Where then is boasting?  It is excluded. (v27)

So I stuck up my hand and suggested that the application might be humility.  More particularly it seemed that, since Christ had taken the work of salvation entirely into His own hands (and out of ours), we ought gladly to shut up about ourselves, our morality, etc etc.

"Wrong!" said the legend.  "The application should be 'Repent!'"

"Oh", I said. "Why?"

I immediately regretted asking 'why.'  Dagnammit we're evangelicals, we're supposed to preach repentance, it's union rules.  Besides, I don't want to appear soft in front of the 15 other young guns and this living legend!  The legend was more than a little irked by my question and replied: "Because, dear boy, verse 23 says all have sinned and fallen short of the glory of God.  Sin is the problem, therefore I would have thought that repentance would be a very good idea!!"

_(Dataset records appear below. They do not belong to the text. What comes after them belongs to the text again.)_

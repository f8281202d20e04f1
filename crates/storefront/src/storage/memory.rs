//! In-memory storage backend.

use std::cell::RefCell;
use std::collections::BTreeMap;
use std::rc::Rc;

use super::{Storage, StorageError};

/// In-process storage.
///
/// Cloning yields another handle onto the same entries, the way two scripts
/// on one page see the same browser storage. Not `Send`: the session is
/// single-threaded.
#[derive(Debug, Clone, Default)]
pub struct MemoryStorage {
    entries: Rc<RefCell<BTreeMap<String, String>>>,
}

impl MemoryStorage {
    /// Create an empty store.
    #[must_use]
    pub fn new() -> Self {
        Self::default()
    }
}

impl Storage for MemoryStorage {
    fn get(&self, key: &str) -> Result<Option<String>, StorageError> {
        Ok(self.entries.borrow().get(key).cloned())
    }

    fn set(&self, key: &str, value: &str) -> Result<(), StorageError> {
        self.entries
            .borrow_mut()
            .insert(key.to_string(), value.to_string());
        Ok(())
    }

    fn remove(&self, key: &str) -> Result<(), StorageError> {
        self.entries.borrow_mut().remove(key);
        Ok(())
    }
}

#[cfg(test)]
#[allow(clippy::unwrap_used)]
mod tests {
    use super::*;

    #[test]
    fn test_clones_share_entries() {
        let first = MemoryStorage::new();
        let second = first.clone();
        first.set("cart", "[]").unwrap();
        assert_eq!(second.get("cart").unwrap().as_deref(), Some("[]"));
        second.remove("cart").unwrap();
        assert!(first.get("cart").unwrap().is_none());
    }

    #[test]
    fn test_remove_absent_is_ok() {
        let storage = MemoryStorage::new();
        assert!(storage.remove("nothing").is_ok());
        assert!(storage.get("nothing").unwrap().is_none());
    }
}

You might be surprised to learn that I didn't answer back to this one.  Oh I wanted to.  But judging by the alarm in the legend's voice and the mood of the room it felt wise not to imperil my standing any further among such sound folk.

But sometimes I fantasize about what would have happened if I'd said what I really thought.  The fantasy goes something like this:

I stand slowly, deliberately, with all the solemnity of the lone prophet.  All eyes are upon me as I bellow with righteous ardour:

"Sin is not the problem!   S i n   i s   n o t   t h e   p r o b l e m !!!"

All hell breaks loose.  Outrage.  Pained howls.  Torn garments.  Hurled stones.  I stand immovable.

"... Sin is not the problem... God's wrath at sin is the problem!  No... better... God's wrath at us in our sin - that's the problem!"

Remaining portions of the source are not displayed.